ASSIGNMENT
Using the records below, give again exactly the lines from the line that contains "Self::with_endpoint(base_url, DEFAULT_SEARCH_ENDPOINT)" through the line that contains "resp.json()", both ends included, and only those.

Items from a data source
+ + + +

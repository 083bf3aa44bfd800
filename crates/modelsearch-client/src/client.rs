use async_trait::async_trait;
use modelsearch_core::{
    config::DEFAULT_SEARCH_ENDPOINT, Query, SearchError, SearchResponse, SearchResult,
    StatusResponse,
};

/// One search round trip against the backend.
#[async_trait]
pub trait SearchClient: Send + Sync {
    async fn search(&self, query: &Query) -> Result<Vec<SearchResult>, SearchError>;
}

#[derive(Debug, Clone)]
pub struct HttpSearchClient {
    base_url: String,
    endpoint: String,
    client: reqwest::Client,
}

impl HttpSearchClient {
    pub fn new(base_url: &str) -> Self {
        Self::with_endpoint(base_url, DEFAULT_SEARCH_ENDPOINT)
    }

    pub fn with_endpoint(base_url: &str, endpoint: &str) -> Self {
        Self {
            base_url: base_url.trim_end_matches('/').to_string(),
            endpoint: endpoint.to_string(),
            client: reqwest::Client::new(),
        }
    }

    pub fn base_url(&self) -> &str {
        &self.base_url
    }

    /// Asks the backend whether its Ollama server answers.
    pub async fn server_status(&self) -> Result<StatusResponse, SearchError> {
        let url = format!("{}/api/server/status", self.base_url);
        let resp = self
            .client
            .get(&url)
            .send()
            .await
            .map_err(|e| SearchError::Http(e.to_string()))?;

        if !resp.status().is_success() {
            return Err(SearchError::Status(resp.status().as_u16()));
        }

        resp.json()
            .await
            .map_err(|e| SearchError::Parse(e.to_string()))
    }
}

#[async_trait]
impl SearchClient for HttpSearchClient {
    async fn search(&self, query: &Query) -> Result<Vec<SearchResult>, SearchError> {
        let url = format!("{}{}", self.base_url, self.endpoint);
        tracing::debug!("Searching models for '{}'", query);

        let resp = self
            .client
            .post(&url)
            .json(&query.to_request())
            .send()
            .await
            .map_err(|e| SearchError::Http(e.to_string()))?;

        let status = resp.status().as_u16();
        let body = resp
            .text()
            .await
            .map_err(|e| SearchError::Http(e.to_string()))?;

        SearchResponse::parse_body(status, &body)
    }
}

+ + + +

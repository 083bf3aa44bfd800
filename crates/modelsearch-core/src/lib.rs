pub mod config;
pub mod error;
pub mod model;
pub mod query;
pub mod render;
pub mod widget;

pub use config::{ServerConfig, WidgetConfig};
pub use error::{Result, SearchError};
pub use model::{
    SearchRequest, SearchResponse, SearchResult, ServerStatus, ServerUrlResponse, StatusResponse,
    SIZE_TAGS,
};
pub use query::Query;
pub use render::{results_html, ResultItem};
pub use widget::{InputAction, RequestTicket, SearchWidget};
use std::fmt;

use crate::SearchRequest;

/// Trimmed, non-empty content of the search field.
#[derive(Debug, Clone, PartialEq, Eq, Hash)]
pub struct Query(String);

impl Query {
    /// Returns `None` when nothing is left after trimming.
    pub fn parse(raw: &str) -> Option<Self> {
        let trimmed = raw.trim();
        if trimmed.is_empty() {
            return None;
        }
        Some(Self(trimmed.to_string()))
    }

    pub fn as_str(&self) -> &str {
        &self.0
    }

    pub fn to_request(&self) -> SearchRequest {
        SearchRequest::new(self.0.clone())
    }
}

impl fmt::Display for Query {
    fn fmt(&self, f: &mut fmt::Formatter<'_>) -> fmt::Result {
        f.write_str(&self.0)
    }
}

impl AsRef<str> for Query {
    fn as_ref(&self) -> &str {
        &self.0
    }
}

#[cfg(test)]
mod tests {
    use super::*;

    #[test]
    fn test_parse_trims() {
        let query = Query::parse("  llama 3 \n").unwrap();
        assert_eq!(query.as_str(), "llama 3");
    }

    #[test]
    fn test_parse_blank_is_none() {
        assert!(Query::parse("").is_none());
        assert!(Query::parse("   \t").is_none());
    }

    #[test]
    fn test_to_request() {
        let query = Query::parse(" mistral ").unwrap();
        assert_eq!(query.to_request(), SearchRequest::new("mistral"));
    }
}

+ + + +

ANSWER BELOW
        Self::with_endpoint(base_url, DEFAULT_SEARCH_ENDPOINT)
    }

    pub fn with_endpoint(base_url: &str, endpoint: &str) -> Self {
        Self {
            base_url: base_url.trim_end_matches('/').to_string(),
            endpoint: endpoint.to_string(),
            client: reqwest::Client::new(),
        }
    }

    pub fn base_url(&self) -> &str {
        &self.base_url
    }

    /// Asks the backend whether its Ollama server answers.
    pub async fn server_status(&self) -> Result<StatusResponse, SearchError> {
        let url = format!("{}/api/server/status", self.base_url);
        let resp = self
            .client
            .get(&url)
            .send()
            .await
            .map_err(|e| SearchError::Http(e.to_string()))?;

        if !resp.status().is_success() {
            return Err(SearchError::Status(resp.status().as_u16()));
        }

        resp.json()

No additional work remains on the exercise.